Türkiye, çevrimizi saran ateş çemberinin daha da genişlememesi, bize sıçramaması ve pusuda bekleyen karanlık güçlerin "Terörsüz Türkiye" projesini sabote edememeleri için çaba harcarken, her mitingde iktidara geleceklerini söyleyen CHP Genel Başkanı Özgür Özel bambaşka bir gündemle meşgul.
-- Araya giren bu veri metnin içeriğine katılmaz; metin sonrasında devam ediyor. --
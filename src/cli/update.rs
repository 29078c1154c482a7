//! The `update` command.

use anyhow::Result;
use clap::Parser;
use tracing::warn;

use super::CommandContext;
use crate::plugins::user::{UserPlugins, Yarn};
use crate::update::autoupdate::Autoupdater;
use crate::update::Updater;
use crate::utils::fs as fsutil;

/// Arguments for `spoke update`.
///
/// # Modes
///
/// - **Manual** (`spoke update`, `spoke update beta`): runs the full
///   update against the given channel, failing loudly on any error, then
///   upgrades user plugins best-effort.
/// - **Background** (`spoke update --autoupdate`): the detached child
///   spawned by the autoupdater. Waits out the debounce window, touches
///   the attempt marker, samples the rollout priority, and demotes every
///   failure to a warning - a background check must never report failure
///   to the shell that indirectly spawned it.
#[derive(Parser, Debug)]
pub struct UpdateArgs {
    /// Release channel to update against (defaults to the built-in one).
    ///
    /// Channels are disjoint release tracks on the remote; switching
    /// channel installs that channel's current version even when the
    /// version number itself is unchanged.
    #[arg(value_name = "CHANNEL")]
    pub channel: Option<String>,

    /// Background mode: debounce against sibling attempts and demote all
    /// errors to warnings. Set by the spawned autoupdater, not by hand.
    #[arg(long)]
    pub autoupdate: bool,
}

pub async fn execute(ctx: &CommandContext<'_>, args: UpdateArgs) -> Result<()> {
    let updater = Updater::new(ctx.config, ctx.paths);

    if args.autoupdate {
        // Wait out the debounce window, then mark this attempt before any
        // decision is made, so racing siblings skip.
        let autoupdater = Autoupdater::new(ctx.config, ctx.paths);
        autoupdater.debounce().await;
        if let Err(err) = fsutil::touch(&ctx.paths.autoupdate_file) {
            warn!("could not touch autoupdate marker: {err:#}");
        }

        if let Err(err) = updater.run(args.channel.as_deref(), true).await {
            warn!("autoupdate failed: {err:#}");
        }
        update_plugins(ctx);
        return Ok(());
    }

    updater.run(args.channel.as_deref(), false).await?;
    update_plugins(ctx);
    Ok(())
}

/// Upgrade user plugins after a CLI update. Failures here must not fail
/// the update that already succeeded.
fn update_plugins(ctx: &CommandContext<'_>) {
    let yarn = Yarn;
    let plugins = UserPlugins::new(ctx.paths, &yarn);
    if let Err(err) = plugins.update() {
        warn!("plugin update failed: {err:#}");
    }
}
//! Cancellable periodic polling of an access request's status.
//!
//! The portal's grant workflow is pull-based: a client asks "has my request
//! state changed?" on a fixed cadence until a terminal state appears. This
//! module packages that loop as an owned task that stops itself on the first
//! terminal observation or when its owner signals shutdown, instead of an
//! uncancellable interval.
//!
//! The HTTP API serves each poll as a one-shot status read; [`StatusPoller`]
//! is library surface for embedding clients (kiosk displays, CLI tooling)
//! that drive the cadence themselves against any [`RequestStatusProbe`].

use std::sync::Arc;
use std::time::Duration;

use async_trait::async_trait;
use portal_core::AppResult;
use portal_domain::{AccessCode, RequestStatusView};
use tokio::sync::watch;
use tracing::warn;

/// Cadence between status checks.
pub const DEFAULT_POLL_INTERVAL: Duration = Duration::from_secs(2);

/// Port answering a single status question for a code.
#[async_trait]
pub trait RequestStatusProbe: Send + Sync {
    /// Returns the current status view for the request behind `code`.
    async fn check(&self, code: &AccessCode) -> AppResult<RequestStatusView>;
}

/// Periodic status poller with cooperative shutdown.
#[derive(Clone)]
pub struct StatusPoller {
    probe: Arc<dyn RequestStatusProbe>,
    interval: Duration,
}

impl StatusPoller {
    /// Creates a poller with the default 2-second cadence.
    #[must_use]
    pub fn new(probe: Arc<dyn RequestStatusProbe>) -> Self {
        Self {
            probe,
            interval: DEFAULT_POLL_INTERVAL,
        }
    }

    /// Overrides the polling cadence.
    #[must_use]
    pub fn with_interval(mut self, interval: Duration) -> Self {
        self.interval = interval;
        self
    }

    /// Polls until a terminal state is observed or shutdown is signalled.
    ///
    /// Returns the terminal view, or `None` when the owner tore the poller
    /// down first. Probe errors are treated as "no change yet": the loop
    /// logs and keeps polling, bounded only by the shutdown signal.
    pub async fn run(
        &self,
        code: AccessCode,
        mut shutdown: watch::Receiver<bool>,
    ) -> AppResult<Option<RequestStatusView>> {
        let mut ticker = tokio::time::interval(self.interval);
        ticker.set_missed_tick_behavior(tokio::time::MissedTickBehavior::Skip);
        // The first tick fires immediately; skip it so the cadence starts
        // one interval after the request was submitted.
        ticker.tick().await;

        loop {
            tokio::select! {
                _ = ticker.tick() => {
                    match self.probe.check(&code).await {
                        Ok(view) if view.is_terminal() => return Ok(Some(view)),
                        Ok(_) => {}
                        Err(error) => {
                            warn!(%code, %error, "status poll failed; will retry");
                        }
                    }
                }
                changed = shutdown.changed() => {
                    if changed.is_err() || *shutdown.borrow() {
                        return Ok(None);
                    }
                }
            }
        }
    }
}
Sanki Türkiye'de değil de Norveç'te yaşıyor. Aslında bu da durumu tam izah etmiyor. Çünkü Özel, Norveçli bir siyasetçi gibi davransa bu kez partisinin yönettiği İBB'de ortaya çıkan yolsuzluk iddialarına gözlerini kapatmaz, daha bir hassasiyetle bakar.
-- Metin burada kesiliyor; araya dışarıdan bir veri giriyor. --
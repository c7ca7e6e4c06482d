//! PostgreSQL-backed document upload metadata repository.

use async_trait::async_trait;
use sqlx::PgPool;

use portal_application::{DocumentRepository, NewDocumentUpload};
use portal_core::{AppError, AppResult, WoredaId};
use portal_domain::DocumentUpload;

/// PostgreSQL implementation of the document metadata port.
#[derive(Clone)]
pub struct PostgresDocumentRepository {
    pool: PgPool,
}

impl PostgresDocumentRepository {
    /// Creates a repository with the provided connection pool.
    #[must_use]
    pub fn new(pool: PgPool) -> Self {
        Self { pool }
    }
}

#[async_trait]
impl DocumentRepository for PostgresDocumentRepository {
    async fn insert(&self, upload: NewDocumentUpload) -> AppResult<DocumentUpload> {
        let row = sqlx::query_as::<_, DocumentRow>(
            r#"
            INSERT INTO document_uploads
                (woreda_id, category_id, subcategory_code, year, file_name, object_url, uploader_subject)
            VALUES ($1, $2, $3, $4, $5, $6, $7)
            RETURNING id, woreda_id, category_id, subcategory_code, year,
                      file_name, object_url, uploader_subject, created_at
            "#,
        )
        .bind(upload.woreda_id.as_str())
        .bind(&upload.category_id)
        .bind(&upload.subcategory_code)
        .bind(&upload.year)
        .bind(&upload.file_name)
        .bind(&upload.object_url)
        .bind(&upload.uploader_subject)
        .fetch_one(&self.pool)
        .await
        .map_err(|error| AppError::Internal(format!("failed to insert document: {error}")))?;

        row.try_into()
    }

    async fn find_by_object_url(
        &self,
        woreda_id: &WoredaId,
        object_url: &str,
    ) -> AppResult<Option<DocumentUpload>> {
        let row = sqlx::query_as::<_, DocumentRow>(
            r#"
            SELECT id, woreda_id, category_id, subcategory_code, year,
                   file_name, object_url, uploader_subject, created_at
            FROM document_uploads
            WHERE woreda_id = $1
              AND object_url = $2
            "#,
        )
        .bind(woreda_id.as_str())
        .bind(object_url)
        .fetch_optional(&self.pool)
        .await
        .map_err(|error| AppError::Internal(format!("failed to load document: {error}")))?;

        row.map(DocumentUpload::try_from).transpose()
    }

    async fn list_for_woreda(&self, woreda_id: &WoredaId) -> AppResult<Vec<DocumentUpload>> {
        let rows = sqlx::query_as::<_, DocumentRow>(
            r#"
            SELECT id, woreda_id, category_id, subcategory_code, year,
                   file_name, object_url, uploader_subject, created_at
            FROM document_uploads
            WHERE woreda_id = $1
            ORDER BY created_at DESC
            "#,
        )
        .bind(woreda_id.as_str())
        .fetch_all(&self.pool)
        .await
        .map_err(|error| AppError::Internal(format!("failed to list documents: {error}")))?;

        rows.into_iter().map(DocumentUpload::try_from).collect()
    }
}

#[derive(sqlx::FromRow)]
struct DocumentRow {
    id: uuid::Uuid,
    woreda_id: String,
    category_id: String,
    subcategory_code: String,
    year: String,
    file_name: String,
    object_url: String,
    uploader_subject: String,
    created_at: chrono::DateTime<chrono::Utc>,
}

impl TryFrom<DocumentRow> for DocumentUpload {
    type Error = AppError;

    fn try_from(row: DocumentRow) -> Result<Self, Self::Error> {
        Ok(Self {
            id: row.id,
            woreda_id: WoredaId::new(row.woreda_id)?,
            category_id: row.category_id,
            subcategory_code: row.subcategory_code,
            year: row.year,
            file_name: row.file_name,
            object_url: row.object_url,
            uploader_subject: row.uploader_subject,
            created_at: row.created_at,
        })
    }
}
Büyük ihtimalle o da farkında ki hiçbir dosyanın kapağını açmıyor, açmaya cesaret bile edemiyor. "İftira" deyip geçmek daha kolayına geliyor.
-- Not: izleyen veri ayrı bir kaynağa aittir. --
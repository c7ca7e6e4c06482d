//! Application services and ports for the woreda document portal.

#![forbid(unsafe_code)]

mod access_grant_service;
mod access_ports;
mod admin_auth_service;
mod document_ports;
mod document_service;
mod file_proxy_service;
mod object_store_ports;
mod resource_resolver;
mod status_poller;

pub use access_grant_service::{
    AccessGrantService, RESOLVED_VISIBILITY_HOURS, TOKEN_VALIDITY_HOURS,
};
pub use access_ports::{
    AccessRequestRepository, NewAccessRequest, TemporaryAccessRecord, TemporaryAccessRepository,
};
pub use admin_auth_service::{
    AdminAccountRecord, AdminAccountRepository, AdminAuthService, NewAdminAccount, PasswordHasher,
};
pub use document_ports::{DocumentRepository, NewDocumentUpload};
pub use document_service::DocumentService;
pub use file_proxy_service::{FileProxyService, PROXY_FETCH_TIMEOUT_SECS, ProxiedFile};
pub use object_store_ports::{FetchedObject, ObjectFetcher, ObjectStoreProbe};
pub use resource_resolver::{
    CandidateStrategy, ObjectStoreConfig, ResolvedObject, ResourceResolver, candidate_urls,
};
pub use status_poller::{DEFAULT_POLL_INTERVAL, RequestStatusProbe, StatusPoller};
Oysa bırakın İmamoğlu'nun bir numaralı isimleri Ertan Yıldız ya da Adem Soytekin gibi isimlerin somut ve çarpıcı yolsuzluk ifşalarını, sadece son 6 yılda yapılmayan ama parası paylaşılan "hayali asfalt" işlerine, yıllık 150-200 milyon dolar nakit paranın döndüğü toprak döküm meselesine ya da İstanbul Metrosu için dünyanın önemli bankalarından alınan 3 milyar dolar kredinin nereye nasıl harcandığına baksa bırakın meydanlara çıkmayı sokağa çıkamaz...
Daha doğrusu çıkmak istemez. Yapılan yolsuzluklar öyle böyle değil. Bir süre önce İstanbul metroları için alınan kredilerin İBB içinde nasıl iç edildiğini yazmıştım.
Ulaştırma ve Altyapı Bakanı Abdulkadir Uraloğlu, bu haberi mi yoksa başka bir haberi mi okudu bilmiyorum ama yazılanlara inanamadığını, hatta şaşırdığını söylüyor:
"Yanlış hatırlamıyorsam, Avrupa Birliği'nden finanse edilen bir metro projesi var. Üç büyük firmanın konsorsiyum olarak yürüttüğü bu projenin alınan büyük miktardaki kredisinin işe kullanılmadığını okumuştum. Şaşırmıştım."
Bakan Uraloğlu habere inanmamış ve şaşırmıştı ama çok daha büyük şaşkınlığı o metroyu yapan üç firmanın temsilcisiyle görüşürken yaşıyordu. Çünkü o görüşmede üç firma temsilcisi, metro inşaatını bakanlığın yürütmesini istiyordu.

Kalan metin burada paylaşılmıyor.